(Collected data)
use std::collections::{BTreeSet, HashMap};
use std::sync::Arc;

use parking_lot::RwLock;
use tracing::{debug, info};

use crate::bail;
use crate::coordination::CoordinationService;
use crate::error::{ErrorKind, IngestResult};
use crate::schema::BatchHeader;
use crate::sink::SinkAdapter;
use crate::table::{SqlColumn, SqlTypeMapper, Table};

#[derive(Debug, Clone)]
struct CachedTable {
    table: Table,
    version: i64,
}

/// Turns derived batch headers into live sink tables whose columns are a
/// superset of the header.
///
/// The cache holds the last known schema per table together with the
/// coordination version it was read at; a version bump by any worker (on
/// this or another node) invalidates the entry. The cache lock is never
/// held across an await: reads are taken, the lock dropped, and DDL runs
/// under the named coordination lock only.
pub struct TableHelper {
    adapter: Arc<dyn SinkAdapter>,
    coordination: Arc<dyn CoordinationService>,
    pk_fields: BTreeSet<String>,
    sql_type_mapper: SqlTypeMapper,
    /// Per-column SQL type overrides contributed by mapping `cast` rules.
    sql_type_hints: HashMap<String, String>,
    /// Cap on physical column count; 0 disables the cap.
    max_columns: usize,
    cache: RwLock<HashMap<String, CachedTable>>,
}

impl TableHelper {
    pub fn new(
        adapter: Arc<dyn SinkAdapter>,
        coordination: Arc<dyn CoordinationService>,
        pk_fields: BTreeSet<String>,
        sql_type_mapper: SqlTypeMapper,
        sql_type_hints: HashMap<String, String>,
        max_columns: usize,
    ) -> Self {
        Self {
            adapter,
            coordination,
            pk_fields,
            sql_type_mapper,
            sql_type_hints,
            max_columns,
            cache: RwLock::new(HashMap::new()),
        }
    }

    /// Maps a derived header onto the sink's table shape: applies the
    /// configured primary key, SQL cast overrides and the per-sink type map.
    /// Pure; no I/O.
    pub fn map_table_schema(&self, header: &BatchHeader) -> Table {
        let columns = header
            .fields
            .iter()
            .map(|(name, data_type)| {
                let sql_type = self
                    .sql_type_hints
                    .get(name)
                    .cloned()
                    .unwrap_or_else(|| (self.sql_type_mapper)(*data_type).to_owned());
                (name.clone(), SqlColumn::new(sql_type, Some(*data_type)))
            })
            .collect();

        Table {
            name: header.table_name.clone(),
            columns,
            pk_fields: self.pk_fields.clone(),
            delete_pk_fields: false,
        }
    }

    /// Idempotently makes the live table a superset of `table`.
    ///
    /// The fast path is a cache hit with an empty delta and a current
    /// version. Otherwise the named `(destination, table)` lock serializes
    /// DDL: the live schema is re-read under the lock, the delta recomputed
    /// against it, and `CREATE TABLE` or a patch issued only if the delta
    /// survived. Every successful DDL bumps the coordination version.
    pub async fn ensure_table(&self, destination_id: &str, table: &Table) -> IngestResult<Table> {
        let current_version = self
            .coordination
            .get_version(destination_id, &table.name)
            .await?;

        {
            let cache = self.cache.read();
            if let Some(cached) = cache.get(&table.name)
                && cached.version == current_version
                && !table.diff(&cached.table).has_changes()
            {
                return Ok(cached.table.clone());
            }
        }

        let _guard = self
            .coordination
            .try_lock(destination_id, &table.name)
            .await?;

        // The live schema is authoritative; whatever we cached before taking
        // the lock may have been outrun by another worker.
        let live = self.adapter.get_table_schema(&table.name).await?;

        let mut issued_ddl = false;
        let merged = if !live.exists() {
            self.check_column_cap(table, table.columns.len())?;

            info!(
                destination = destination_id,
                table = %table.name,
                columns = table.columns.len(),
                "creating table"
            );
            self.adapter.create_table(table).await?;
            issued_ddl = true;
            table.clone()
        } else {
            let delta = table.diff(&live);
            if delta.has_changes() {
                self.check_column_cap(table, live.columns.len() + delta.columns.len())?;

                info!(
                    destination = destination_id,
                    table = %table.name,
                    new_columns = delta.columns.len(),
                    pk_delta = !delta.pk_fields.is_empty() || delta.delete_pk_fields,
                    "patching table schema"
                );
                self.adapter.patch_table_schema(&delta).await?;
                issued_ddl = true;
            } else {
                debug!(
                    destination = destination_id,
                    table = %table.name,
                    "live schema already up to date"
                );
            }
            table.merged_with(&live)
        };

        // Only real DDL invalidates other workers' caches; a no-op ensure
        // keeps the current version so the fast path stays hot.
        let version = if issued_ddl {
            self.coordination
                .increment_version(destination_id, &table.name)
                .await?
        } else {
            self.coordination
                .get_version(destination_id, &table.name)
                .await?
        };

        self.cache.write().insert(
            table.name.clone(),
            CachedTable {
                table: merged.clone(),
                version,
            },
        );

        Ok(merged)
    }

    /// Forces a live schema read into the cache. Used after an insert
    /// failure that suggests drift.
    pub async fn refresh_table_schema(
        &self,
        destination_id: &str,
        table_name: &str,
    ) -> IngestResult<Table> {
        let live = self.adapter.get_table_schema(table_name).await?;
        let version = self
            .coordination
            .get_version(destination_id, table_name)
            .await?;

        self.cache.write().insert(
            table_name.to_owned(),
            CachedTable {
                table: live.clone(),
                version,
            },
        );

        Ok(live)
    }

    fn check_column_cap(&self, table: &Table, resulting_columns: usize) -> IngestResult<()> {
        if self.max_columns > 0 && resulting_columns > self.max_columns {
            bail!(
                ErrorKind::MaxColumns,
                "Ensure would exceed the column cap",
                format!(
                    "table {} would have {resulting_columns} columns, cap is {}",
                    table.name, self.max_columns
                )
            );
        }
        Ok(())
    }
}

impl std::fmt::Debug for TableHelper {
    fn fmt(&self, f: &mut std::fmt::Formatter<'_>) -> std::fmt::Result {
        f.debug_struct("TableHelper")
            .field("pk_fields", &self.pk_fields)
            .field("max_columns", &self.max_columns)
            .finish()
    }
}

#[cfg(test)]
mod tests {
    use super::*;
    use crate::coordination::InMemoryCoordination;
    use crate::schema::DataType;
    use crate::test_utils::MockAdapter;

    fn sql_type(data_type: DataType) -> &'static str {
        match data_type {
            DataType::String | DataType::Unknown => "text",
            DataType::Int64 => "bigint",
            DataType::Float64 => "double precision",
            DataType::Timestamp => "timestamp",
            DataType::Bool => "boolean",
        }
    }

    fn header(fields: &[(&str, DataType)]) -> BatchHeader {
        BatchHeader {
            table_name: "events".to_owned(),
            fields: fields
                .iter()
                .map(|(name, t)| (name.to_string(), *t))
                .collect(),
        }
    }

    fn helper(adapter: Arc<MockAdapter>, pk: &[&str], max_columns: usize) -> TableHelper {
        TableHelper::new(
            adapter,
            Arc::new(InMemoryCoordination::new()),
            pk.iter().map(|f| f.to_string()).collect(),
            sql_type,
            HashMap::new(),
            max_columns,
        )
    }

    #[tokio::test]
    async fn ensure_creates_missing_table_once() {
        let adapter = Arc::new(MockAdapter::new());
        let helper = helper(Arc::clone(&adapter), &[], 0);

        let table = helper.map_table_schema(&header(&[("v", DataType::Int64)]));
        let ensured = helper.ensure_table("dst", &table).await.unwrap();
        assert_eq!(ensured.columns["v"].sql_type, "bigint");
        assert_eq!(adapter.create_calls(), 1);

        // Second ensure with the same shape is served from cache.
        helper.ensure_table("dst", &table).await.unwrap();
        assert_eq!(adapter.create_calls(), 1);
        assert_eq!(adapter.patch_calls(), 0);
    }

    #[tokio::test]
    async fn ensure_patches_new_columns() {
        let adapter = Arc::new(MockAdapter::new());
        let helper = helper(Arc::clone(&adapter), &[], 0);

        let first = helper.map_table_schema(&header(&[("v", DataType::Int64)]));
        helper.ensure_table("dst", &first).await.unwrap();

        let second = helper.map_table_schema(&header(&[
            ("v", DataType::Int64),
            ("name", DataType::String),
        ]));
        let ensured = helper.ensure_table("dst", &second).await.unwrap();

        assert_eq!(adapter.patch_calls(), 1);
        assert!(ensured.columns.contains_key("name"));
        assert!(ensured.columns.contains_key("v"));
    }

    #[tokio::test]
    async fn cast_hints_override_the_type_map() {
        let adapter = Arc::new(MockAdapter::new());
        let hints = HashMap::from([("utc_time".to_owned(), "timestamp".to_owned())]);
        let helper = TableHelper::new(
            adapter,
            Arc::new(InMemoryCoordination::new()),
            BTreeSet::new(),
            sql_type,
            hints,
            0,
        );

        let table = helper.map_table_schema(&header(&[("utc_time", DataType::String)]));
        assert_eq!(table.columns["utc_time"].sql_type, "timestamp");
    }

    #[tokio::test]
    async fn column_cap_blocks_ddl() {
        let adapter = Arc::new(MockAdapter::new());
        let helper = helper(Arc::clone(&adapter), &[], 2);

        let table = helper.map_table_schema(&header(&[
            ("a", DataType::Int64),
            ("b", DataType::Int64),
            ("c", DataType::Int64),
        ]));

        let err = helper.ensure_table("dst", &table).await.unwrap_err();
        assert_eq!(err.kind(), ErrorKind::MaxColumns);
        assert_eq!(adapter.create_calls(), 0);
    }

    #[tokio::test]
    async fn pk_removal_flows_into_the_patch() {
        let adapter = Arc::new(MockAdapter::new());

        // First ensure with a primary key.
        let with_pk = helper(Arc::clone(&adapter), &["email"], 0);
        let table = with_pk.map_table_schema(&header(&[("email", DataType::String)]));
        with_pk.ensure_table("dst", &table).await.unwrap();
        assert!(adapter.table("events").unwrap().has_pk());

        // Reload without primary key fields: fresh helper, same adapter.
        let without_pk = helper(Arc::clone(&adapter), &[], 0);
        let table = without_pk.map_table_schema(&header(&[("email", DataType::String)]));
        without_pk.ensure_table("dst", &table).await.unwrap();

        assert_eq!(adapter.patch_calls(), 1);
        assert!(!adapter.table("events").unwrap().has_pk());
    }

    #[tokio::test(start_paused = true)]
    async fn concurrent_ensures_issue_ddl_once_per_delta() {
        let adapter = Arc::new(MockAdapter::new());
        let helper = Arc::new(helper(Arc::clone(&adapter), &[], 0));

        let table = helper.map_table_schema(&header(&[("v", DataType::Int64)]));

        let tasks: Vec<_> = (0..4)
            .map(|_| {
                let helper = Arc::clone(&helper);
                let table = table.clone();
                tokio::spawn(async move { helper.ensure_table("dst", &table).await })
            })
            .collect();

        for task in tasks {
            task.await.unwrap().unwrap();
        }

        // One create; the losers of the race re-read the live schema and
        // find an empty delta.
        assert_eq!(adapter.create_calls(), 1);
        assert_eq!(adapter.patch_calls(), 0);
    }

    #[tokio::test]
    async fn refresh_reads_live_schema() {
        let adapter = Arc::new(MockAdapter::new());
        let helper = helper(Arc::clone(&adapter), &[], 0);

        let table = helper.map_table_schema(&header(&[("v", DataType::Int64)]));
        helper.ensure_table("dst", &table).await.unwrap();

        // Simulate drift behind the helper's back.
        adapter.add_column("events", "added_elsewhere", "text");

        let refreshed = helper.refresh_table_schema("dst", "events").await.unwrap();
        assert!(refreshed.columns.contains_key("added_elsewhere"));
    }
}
==
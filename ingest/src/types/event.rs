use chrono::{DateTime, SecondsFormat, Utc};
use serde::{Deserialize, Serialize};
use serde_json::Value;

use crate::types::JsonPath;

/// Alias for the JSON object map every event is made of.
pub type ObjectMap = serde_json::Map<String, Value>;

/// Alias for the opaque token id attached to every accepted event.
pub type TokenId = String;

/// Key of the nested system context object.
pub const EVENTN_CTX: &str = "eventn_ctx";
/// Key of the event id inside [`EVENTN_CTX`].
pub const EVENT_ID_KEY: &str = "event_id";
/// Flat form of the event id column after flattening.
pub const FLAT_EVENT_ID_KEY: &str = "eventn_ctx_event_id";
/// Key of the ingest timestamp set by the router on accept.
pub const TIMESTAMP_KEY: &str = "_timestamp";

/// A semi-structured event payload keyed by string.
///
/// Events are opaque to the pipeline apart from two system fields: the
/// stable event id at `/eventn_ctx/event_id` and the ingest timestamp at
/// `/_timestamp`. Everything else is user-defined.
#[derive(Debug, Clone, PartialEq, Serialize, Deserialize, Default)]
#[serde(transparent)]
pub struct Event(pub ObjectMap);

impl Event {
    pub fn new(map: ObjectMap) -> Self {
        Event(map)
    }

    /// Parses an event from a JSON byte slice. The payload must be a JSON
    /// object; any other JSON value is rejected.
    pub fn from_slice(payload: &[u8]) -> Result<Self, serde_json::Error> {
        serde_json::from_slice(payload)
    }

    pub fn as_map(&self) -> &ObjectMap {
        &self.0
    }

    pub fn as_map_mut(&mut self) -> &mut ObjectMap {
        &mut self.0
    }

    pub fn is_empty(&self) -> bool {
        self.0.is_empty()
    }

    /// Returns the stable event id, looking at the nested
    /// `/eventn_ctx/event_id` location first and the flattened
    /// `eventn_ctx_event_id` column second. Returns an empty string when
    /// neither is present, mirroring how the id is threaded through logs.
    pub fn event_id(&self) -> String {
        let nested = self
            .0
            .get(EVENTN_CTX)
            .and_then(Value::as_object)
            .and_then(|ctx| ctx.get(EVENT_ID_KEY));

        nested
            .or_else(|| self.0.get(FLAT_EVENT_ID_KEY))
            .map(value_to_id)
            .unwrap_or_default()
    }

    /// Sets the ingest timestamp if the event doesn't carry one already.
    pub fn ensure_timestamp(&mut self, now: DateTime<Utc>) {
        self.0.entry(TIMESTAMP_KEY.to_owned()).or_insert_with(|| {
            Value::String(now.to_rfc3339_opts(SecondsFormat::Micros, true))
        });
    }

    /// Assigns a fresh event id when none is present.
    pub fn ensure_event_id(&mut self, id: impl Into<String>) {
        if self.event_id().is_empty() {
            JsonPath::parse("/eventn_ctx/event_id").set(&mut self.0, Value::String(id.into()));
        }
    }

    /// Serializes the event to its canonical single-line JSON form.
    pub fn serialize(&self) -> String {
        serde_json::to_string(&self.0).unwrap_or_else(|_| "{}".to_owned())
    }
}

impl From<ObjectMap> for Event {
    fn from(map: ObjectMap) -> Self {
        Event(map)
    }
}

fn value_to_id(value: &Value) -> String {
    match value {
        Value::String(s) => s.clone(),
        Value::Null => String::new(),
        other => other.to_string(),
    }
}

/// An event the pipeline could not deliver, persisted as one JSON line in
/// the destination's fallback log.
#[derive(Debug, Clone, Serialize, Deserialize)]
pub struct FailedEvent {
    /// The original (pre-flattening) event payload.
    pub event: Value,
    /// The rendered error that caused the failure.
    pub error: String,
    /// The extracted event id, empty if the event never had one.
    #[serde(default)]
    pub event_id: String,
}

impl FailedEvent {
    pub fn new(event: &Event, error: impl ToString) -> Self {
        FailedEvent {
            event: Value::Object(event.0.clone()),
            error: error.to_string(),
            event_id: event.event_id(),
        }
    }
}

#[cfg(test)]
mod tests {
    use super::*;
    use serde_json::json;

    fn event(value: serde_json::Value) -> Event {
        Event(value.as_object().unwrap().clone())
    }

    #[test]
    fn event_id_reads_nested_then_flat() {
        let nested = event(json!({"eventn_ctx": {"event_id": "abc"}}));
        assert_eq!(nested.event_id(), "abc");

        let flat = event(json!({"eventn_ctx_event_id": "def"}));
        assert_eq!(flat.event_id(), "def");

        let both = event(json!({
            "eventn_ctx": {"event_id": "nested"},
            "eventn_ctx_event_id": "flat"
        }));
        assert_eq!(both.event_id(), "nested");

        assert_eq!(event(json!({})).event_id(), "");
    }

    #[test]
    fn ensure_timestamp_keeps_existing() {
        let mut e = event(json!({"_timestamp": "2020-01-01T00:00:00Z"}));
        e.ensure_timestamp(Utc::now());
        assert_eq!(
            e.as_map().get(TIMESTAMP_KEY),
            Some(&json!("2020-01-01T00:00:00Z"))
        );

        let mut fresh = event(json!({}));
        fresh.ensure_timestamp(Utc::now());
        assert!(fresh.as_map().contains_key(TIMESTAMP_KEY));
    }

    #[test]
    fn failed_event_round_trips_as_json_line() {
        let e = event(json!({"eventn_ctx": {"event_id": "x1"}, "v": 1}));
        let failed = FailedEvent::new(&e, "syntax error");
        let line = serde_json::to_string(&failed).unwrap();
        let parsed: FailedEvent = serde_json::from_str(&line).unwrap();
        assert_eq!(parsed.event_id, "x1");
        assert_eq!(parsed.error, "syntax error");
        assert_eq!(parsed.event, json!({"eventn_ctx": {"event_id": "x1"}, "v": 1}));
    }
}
---
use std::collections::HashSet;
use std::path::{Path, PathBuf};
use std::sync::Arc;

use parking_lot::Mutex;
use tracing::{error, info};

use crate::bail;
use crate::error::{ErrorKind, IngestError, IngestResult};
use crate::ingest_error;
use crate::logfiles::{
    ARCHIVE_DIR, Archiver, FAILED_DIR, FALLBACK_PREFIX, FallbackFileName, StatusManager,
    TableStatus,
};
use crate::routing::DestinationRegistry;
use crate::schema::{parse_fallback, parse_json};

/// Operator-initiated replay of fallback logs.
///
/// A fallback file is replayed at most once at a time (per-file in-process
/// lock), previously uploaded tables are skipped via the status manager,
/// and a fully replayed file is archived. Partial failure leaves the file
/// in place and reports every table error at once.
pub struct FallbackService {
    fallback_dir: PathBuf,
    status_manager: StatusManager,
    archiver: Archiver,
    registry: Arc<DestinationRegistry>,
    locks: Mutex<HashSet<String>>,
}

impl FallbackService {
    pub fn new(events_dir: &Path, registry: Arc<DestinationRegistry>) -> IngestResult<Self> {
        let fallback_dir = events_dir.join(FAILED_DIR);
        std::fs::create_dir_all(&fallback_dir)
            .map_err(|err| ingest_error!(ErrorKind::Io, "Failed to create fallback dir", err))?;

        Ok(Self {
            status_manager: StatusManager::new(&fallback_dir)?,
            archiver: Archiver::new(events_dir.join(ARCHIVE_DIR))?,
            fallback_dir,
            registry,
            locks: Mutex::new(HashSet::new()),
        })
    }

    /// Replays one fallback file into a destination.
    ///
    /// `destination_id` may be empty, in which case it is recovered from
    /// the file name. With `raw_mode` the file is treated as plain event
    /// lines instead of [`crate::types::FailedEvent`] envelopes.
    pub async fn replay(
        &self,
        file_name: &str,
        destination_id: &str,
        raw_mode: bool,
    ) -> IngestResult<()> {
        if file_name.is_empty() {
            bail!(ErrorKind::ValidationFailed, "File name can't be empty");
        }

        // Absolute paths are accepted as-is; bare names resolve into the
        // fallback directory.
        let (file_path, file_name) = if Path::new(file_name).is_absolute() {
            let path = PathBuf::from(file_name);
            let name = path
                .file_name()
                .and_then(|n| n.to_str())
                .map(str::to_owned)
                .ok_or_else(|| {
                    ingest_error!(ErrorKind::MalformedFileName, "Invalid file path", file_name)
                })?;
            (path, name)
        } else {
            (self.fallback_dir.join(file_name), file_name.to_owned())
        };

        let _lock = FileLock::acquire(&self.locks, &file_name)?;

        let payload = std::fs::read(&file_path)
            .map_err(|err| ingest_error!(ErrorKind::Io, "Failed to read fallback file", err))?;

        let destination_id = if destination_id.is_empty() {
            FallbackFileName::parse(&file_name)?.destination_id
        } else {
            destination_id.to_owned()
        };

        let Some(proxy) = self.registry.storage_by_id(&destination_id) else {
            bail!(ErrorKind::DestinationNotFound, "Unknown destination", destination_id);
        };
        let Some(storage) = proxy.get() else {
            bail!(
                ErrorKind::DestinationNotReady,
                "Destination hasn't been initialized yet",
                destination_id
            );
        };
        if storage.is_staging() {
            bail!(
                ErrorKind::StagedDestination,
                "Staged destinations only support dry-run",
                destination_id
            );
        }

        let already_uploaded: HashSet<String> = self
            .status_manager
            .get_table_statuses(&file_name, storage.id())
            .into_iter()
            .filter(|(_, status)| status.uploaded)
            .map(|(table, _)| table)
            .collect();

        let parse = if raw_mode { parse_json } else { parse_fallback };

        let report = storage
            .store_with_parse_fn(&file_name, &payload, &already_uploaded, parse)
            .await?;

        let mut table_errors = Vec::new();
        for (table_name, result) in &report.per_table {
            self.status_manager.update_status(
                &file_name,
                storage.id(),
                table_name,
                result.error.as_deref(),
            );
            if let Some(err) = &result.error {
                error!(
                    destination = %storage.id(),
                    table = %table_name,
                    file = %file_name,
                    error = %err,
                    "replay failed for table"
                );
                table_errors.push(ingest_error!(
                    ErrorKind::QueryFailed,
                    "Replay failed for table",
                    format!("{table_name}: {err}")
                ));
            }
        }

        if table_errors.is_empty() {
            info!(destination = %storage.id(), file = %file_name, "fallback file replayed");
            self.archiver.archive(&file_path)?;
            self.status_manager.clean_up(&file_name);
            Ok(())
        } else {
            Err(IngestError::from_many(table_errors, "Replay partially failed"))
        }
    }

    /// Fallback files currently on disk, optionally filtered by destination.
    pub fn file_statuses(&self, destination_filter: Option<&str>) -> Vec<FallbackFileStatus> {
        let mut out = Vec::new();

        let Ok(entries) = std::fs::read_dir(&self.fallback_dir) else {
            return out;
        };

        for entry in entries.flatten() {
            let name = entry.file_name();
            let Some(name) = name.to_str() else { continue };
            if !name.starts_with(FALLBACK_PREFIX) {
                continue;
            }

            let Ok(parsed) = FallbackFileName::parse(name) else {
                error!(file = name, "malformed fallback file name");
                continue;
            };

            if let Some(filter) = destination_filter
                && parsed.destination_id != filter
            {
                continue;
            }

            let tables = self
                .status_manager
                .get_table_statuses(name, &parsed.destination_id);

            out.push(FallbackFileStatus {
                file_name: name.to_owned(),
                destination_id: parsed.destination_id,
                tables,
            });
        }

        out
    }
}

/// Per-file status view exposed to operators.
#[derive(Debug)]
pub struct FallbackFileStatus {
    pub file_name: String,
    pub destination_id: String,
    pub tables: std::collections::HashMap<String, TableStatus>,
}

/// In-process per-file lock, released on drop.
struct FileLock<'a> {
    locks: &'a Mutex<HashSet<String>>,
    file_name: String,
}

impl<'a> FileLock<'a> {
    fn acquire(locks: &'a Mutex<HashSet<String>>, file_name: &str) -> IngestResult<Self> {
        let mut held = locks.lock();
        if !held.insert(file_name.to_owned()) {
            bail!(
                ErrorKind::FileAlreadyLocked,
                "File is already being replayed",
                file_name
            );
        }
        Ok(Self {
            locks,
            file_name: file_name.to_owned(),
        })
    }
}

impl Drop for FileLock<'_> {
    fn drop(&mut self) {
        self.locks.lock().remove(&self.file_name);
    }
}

**TASK BRIEF**
Throughout the data, tally the lines that hold the string "have" and report the tally alone.

**EXERCISE OUTPUT**
2